Problem statement
Every line below that mentions the word "project" should be copied out.

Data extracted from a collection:

"""

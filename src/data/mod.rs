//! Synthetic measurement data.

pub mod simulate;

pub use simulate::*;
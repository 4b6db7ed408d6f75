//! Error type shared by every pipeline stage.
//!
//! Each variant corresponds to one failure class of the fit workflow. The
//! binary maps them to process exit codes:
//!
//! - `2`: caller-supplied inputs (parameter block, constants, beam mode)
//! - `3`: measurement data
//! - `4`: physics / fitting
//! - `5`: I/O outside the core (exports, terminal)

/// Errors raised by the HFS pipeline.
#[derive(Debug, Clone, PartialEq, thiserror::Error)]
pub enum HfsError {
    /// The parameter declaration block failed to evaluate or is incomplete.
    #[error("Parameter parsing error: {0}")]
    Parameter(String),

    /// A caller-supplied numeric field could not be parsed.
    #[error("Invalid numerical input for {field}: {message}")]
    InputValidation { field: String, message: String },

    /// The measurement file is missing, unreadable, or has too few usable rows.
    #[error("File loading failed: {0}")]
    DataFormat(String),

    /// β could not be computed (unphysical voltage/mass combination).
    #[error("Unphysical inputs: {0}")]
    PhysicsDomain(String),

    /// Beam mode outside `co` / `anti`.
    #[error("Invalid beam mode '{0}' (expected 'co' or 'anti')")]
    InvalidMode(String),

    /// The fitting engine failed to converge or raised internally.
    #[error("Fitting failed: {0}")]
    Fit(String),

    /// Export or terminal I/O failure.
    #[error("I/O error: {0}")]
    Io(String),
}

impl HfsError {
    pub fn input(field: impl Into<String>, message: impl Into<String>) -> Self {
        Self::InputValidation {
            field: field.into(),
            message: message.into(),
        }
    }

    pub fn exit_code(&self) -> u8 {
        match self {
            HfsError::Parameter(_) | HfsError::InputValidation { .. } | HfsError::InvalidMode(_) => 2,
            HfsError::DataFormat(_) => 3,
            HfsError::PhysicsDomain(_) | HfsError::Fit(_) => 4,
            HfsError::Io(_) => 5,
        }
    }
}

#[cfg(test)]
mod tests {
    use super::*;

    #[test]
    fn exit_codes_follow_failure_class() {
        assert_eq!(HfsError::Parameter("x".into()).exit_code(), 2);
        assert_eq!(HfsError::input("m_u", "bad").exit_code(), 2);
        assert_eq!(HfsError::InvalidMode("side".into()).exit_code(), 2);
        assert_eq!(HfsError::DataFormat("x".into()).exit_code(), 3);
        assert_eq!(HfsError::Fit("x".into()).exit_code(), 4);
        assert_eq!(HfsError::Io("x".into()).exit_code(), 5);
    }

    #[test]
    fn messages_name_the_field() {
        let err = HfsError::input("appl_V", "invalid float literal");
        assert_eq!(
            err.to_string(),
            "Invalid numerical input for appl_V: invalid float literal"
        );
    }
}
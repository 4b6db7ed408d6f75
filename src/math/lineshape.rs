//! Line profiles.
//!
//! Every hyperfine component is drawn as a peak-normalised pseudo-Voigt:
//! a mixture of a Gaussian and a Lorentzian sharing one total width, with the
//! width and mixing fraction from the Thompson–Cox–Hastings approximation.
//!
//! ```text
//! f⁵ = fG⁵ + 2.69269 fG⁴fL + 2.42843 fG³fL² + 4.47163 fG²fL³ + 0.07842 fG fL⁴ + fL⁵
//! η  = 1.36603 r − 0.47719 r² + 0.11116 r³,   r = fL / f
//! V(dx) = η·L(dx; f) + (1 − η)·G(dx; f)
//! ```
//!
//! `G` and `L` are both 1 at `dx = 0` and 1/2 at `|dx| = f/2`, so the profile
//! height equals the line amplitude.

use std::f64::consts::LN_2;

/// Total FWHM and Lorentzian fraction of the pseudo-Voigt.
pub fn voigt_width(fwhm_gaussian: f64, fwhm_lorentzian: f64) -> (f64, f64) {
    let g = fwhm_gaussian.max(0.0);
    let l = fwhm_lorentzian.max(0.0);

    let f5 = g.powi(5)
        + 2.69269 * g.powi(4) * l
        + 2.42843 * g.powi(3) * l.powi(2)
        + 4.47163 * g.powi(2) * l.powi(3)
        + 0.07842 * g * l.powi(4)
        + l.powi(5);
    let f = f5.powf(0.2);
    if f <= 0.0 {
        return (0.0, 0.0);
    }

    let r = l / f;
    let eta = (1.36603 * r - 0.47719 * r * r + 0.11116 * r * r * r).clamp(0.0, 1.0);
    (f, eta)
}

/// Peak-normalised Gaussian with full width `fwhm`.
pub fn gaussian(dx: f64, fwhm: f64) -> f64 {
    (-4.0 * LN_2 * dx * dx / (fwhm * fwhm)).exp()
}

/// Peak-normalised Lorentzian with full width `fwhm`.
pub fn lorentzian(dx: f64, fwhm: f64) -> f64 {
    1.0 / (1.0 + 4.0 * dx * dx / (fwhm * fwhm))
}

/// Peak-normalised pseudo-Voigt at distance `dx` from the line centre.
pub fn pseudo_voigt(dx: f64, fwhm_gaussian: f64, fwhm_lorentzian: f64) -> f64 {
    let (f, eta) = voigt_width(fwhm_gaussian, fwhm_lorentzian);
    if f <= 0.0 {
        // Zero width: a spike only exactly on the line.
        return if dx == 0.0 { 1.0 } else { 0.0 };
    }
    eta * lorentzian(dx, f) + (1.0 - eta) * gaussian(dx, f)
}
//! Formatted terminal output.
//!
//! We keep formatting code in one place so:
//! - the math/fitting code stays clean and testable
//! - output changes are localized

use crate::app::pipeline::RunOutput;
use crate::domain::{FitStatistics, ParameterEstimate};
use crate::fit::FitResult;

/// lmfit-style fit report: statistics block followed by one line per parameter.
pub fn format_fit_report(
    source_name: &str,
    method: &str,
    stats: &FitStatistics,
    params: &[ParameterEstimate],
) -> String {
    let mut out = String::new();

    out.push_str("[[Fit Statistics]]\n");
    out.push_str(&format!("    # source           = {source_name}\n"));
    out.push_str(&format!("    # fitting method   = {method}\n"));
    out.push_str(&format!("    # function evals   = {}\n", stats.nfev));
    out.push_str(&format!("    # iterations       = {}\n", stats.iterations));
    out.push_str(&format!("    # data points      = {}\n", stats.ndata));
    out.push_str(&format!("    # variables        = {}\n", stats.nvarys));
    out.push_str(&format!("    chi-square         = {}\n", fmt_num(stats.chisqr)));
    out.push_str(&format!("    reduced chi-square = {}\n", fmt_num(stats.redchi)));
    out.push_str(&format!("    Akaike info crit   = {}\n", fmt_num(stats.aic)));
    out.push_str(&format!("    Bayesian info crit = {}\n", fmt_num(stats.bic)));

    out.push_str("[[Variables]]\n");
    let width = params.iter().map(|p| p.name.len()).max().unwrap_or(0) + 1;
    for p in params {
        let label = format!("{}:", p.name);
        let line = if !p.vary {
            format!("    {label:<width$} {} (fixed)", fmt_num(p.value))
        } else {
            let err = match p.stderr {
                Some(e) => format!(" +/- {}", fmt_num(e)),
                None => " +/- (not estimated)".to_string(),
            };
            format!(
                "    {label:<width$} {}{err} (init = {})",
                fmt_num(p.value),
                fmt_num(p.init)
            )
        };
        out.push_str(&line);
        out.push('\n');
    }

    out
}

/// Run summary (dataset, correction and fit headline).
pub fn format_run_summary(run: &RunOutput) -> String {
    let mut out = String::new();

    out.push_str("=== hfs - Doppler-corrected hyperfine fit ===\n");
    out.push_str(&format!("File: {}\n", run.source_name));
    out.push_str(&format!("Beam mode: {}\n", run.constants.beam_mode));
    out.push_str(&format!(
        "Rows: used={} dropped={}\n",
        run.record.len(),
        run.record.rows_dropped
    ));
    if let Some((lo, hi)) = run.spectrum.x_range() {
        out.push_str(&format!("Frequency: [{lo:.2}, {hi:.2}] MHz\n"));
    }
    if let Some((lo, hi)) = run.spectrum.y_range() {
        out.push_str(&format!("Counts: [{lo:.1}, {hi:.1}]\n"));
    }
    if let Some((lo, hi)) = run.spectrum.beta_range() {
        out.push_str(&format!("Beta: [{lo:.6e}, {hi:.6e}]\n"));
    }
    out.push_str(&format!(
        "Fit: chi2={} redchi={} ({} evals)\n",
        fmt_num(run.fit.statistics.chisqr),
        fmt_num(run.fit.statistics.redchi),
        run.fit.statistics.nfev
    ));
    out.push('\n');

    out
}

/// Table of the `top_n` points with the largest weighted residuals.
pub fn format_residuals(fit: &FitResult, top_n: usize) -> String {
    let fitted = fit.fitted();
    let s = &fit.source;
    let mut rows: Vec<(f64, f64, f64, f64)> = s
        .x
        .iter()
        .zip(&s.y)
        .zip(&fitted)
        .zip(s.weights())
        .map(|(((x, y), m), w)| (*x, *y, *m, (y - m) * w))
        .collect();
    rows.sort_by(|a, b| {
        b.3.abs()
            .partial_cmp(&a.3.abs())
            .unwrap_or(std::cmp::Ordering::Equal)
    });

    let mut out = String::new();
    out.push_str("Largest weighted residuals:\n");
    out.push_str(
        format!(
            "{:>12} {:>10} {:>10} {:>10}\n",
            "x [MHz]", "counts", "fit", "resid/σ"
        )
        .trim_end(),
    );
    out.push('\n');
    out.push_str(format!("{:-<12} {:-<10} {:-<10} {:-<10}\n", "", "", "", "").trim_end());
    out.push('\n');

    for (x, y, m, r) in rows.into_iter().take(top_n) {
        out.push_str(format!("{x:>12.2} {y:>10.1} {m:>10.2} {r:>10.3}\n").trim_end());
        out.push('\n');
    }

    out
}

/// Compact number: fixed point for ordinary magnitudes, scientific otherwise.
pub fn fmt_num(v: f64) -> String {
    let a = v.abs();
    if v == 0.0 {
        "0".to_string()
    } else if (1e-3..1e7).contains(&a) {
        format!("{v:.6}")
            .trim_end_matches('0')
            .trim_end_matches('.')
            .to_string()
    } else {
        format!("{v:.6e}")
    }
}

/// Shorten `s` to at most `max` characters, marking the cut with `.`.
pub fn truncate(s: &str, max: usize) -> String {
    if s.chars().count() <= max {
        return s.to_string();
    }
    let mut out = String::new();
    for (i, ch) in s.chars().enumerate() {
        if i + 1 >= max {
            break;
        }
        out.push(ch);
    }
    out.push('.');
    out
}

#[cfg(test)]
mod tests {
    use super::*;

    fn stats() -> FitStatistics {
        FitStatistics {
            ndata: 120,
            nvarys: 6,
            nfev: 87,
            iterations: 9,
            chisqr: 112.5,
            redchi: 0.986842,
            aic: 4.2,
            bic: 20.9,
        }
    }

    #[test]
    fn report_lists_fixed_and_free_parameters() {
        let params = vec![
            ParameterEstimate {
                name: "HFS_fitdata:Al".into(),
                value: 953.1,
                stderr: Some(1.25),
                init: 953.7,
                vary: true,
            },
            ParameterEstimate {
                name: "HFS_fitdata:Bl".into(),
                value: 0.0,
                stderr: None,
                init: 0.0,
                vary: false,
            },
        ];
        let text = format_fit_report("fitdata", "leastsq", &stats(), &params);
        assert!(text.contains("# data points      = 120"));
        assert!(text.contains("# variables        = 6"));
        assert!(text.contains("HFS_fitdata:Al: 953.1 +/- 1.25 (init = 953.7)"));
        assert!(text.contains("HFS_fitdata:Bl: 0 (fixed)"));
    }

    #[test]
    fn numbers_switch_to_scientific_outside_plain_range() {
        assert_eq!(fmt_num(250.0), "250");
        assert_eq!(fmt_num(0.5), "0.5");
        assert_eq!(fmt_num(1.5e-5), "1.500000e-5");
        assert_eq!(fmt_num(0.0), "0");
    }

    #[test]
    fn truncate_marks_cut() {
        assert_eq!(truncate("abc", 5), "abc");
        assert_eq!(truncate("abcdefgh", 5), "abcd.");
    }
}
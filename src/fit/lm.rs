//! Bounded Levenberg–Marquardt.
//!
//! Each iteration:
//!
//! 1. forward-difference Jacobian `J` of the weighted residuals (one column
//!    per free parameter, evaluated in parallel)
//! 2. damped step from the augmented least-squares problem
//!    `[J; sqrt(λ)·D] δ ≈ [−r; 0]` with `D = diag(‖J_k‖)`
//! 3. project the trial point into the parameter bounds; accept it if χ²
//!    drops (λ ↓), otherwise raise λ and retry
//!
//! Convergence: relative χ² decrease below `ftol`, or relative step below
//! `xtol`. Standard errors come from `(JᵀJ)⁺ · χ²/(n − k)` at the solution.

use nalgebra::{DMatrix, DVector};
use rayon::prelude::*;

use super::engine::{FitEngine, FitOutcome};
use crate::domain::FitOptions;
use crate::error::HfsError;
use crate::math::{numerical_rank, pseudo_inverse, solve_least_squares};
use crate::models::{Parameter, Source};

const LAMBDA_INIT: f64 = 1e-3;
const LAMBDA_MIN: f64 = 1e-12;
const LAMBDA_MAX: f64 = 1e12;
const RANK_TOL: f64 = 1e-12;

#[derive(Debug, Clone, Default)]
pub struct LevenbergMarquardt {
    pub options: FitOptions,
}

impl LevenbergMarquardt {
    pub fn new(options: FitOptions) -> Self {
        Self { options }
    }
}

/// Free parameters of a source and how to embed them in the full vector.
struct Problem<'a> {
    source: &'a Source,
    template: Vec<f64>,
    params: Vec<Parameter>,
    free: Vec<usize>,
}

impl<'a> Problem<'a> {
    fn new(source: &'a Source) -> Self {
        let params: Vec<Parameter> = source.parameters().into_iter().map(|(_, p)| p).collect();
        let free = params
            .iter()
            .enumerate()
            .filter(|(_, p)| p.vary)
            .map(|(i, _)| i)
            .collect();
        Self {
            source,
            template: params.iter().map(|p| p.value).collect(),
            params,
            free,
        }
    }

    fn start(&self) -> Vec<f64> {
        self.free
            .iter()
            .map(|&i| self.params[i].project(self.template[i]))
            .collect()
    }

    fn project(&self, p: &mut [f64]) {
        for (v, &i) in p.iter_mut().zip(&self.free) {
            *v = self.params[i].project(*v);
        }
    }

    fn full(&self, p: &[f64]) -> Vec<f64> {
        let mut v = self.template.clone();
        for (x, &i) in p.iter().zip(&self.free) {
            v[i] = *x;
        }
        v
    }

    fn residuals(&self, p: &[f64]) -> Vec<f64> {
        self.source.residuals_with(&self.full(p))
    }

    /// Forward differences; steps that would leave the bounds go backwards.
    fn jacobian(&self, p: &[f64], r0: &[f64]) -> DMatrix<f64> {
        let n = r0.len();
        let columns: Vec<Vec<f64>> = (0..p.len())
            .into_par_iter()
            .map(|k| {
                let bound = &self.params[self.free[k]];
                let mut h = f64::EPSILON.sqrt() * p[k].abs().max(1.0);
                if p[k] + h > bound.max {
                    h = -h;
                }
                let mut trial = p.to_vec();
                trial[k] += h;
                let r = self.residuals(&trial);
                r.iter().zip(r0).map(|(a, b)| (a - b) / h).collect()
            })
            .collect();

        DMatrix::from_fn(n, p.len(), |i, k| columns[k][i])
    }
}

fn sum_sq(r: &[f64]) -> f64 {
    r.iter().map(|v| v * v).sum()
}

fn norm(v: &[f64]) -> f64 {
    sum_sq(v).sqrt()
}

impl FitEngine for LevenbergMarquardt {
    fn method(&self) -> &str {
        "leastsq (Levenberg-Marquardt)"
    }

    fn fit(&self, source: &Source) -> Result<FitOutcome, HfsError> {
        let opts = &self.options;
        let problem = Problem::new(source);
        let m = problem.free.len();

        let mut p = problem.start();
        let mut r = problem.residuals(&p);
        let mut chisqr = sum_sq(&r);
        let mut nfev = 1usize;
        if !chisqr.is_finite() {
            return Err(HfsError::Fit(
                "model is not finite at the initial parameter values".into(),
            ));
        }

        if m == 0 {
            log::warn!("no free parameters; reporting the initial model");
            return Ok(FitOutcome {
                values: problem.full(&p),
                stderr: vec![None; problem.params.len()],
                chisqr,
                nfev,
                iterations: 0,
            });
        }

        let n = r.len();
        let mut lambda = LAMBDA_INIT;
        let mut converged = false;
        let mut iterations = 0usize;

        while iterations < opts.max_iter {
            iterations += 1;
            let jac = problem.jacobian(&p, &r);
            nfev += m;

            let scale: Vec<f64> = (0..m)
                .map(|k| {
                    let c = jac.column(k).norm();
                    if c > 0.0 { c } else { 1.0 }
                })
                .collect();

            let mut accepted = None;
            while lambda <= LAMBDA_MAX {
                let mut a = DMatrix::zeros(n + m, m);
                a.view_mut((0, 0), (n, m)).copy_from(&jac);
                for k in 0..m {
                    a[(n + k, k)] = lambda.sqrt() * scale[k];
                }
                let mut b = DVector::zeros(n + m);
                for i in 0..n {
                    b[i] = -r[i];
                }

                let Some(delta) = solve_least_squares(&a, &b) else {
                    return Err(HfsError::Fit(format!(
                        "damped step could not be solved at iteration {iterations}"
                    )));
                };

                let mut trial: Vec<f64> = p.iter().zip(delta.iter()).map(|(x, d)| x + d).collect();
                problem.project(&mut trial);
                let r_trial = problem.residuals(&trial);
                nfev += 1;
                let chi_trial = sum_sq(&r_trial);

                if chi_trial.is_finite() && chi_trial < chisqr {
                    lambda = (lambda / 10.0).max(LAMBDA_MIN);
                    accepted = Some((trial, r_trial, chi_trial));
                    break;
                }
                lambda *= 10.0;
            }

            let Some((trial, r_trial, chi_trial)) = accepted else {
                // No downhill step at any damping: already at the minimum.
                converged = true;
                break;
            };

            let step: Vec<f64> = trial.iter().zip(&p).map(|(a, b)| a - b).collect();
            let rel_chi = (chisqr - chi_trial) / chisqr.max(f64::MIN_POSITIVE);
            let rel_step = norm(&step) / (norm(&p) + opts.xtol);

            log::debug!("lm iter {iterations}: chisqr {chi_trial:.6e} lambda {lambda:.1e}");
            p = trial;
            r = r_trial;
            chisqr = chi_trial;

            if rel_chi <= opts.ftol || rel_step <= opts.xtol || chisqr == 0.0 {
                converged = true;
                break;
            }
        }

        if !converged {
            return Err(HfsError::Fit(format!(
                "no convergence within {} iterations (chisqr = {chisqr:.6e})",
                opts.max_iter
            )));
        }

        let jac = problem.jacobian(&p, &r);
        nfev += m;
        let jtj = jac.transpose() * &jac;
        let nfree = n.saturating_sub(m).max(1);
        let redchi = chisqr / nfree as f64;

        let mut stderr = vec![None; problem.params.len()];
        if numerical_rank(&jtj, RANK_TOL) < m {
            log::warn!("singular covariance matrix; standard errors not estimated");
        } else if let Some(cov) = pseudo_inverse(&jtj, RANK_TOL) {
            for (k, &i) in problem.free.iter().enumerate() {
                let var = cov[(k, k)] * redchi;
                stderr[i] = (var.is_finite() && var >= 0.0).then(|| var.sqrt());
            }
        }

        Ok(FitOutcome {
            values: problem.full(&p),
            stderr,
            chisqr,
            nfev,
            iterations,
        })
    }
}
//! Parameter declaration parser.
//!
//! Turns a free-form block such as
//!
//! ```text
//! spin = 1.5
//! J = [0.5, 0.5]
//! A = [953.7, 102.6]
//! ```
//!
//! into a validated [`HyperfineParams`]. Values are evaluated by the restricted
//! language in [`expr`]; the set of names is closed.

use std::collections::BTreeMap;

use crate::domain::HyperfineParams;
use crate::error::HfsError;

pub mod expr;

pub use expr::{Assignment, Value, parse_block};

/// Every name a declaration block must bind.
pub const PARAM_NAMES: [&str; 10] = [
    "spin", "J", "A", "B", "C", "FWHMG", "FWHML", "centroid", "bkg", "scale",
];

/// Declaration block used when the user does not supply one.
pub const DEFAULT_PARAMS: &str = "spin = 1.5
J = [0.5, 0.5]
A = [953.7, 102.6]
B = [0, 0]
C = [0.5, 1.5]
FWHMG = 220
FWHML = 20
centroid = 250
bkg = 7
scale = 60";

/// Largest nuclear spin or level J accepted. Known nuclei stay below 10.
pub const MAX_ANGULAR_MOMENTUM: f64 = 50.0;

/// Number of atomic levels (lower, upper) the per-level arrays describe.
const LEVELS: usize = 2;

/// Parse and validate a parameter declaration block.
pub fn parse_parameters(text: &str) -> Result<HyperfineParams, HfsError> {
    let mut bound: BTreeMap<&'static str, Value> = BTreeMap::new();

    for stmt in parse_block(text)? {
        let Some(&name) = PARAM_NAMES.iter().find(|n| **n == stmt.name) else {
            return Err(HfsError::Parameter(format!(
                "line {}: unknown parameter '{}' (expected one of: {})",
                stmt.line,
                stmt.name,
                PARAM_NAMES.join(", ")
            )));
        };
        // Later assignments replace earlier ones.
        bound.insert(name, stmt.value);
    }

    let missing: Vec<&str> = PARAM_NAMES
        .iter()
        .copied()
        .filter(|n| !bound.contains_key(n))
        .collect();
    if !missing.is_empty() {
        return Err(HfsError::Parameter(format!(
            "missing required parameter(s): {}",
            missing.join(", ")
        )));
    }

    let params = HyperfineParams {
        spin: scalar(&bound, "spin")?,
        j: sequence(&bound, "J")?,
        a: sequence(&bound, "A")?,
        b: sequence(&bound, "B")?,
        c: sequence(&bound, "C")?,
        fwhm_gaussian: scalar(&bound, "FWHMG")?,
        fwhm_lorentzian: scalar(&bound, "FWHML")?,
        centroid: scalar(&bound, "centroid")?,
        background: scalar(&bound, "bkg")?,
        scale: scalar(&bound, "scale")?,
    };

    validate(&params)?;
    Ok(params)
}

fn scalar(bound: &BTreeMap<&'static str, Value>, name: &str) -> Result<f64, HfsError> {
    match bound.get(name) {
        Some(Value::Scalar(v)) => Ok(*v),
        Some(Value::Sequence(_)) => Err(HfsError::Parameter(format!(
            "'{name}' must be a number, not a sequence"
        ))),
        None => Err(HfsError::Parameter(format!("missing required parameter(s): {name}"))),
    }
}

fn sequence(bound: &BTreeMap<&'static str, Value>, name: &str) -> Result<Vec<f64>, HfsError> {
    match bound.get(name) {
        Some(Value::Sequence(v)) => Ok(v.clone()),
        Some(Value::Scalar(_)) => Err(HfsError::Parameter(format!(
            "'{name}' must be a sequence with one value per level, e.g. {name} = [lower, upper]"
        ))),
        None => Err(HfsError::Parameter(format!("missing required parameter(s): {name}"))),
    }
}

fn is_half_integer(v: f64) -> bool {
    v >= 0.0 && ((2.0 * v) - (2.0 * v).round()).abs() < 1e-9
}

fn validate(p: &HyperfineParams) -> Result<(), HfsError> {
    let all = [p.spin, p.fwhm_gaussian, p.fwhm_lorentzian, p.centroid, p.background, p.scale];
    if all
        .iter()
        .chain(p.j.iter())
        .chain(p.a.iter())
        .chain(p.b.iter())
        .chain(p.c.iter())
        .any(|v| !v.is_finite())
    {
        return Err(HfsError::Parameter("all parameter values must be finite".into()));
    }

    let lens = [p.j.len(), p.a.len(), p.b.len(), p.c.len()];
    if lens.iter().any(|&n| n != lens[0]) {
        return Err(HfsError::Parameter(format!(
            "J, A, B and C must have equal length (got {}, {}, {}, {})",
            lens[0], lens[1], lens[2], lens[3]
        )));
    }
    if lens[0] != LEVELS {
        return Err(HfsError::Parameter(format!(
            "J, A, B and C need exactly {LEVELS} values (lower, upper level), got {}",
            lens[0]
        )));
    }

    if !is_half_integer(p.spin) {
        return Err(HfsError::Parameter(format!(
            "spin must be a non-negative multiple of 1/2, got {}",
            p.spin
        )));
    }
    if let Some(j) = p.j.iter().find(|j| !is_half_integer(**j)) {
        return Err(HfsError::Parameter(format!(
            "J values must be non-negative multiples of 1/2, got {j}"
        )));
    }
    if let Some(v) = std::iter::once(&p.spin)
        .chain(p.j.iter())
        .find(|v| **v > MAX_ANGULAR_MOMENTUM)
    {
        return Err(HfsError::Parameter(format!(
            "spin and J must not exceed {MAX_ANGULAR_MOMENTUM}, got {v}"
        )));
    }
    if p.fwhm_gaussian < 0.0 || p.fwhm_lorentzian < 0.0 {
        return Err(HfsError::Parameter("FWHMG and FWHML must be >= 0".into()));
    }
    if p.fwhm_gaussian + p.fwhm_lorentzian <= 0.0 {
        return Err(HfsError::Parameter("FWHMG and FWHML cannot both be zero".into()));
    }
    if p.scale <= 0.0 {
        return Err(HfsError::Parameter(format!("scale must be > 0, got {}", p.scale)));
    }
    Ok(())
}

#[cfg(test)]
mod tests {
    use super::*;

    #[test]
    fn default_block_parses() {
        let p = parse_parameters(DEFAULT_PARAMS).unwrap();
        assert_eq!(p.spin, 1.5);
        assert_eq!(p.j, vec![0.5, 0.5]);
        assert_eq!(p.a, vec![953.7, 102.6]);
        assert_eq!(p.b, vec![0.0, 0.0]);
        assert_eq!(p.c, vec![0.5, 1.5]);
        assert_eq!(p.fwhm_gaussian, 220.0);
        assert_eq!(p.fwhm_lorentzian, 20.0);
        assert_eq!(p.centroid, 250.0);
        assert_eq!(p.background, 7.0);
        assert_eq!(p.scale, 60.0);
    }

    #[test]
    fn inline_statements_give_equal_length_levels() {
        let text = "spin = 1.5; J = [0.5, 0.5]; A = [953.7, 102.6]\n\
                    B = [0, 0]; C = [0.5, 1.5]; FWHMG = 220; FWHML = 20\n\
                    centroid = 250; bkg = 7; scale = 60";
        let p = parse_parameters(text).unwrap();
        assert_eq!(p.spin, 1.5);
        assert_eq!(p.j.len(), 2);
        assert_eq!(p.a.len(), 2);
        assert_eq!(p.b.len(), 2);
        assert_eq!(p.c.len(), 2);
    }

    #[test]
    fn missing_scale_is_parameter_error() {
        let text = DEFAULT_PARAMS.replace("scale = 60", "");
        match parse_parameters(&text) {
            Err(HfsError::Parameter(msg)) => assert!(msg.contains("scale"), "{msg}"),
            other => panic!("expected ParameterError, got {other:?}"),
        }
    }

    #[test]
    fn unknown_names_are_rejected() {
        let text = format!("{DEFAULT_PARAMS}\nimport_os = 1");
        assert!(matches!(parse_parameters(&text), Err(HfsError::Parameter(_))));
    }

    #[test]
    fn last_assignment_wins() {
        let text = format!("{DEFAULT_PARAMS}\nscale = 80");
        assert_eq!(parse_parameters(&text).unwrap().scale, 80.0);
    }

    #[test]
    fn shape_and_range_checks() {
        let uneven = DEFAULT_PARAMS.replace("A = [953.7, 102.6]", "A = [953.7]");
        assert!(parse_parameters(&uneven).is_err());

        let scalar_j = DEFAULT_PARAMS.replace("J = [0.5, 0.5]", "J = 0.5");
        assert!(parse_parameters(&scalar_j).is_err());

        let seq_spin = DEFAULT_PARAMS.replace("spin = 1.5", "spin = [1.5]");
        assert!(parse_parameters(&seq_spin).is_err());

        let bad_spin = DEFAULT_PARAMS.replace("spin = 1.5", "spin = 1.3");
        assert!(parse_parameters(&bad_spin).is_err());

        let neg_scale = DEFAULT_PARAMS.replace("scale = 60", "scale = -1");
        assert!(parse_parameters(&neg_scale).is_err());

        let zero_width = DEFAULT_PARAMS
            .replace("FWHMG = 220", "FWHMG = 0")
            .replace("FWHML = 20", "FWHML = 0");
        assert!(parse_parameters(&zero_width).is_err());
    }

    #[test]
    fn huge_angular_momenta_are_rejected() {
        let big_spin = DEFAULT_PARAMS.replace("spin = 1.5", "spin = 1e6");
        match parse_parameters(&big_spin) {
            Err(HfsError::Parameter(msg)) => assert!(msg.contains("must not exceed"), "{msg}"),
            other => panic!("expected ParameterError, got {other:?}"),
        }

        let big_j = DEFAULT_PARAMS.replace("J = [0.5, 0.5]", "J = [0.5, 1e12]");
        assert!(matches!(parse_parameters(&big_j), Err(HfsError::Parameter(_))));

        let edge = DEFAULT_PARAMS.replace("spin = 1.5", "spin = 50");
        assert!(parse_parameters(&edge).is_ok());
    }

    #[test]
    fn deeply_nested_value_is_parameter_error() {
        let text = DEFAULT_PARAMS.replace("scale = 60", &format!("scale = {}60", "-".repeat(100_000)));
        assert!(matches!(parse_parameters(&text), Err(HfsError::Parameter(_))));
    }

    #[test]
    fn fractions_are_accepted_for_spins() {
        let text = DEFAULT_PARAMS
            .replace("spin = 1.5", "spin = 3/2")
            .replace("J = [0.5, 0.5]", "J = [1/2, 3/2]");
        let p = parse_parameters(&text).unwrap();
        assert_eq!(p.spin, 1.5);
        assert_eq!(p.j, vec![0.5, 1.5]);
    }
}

"""

Response
//! 3. project the trial point into the parameter bounds; accept it if χ²
            .map(|&i| self.params[i].project(self.template[i]))
    fn project(&self, p: &mut [f64]) {
            *v = self.params[i].project(*v);
                problem.project(&mut trial);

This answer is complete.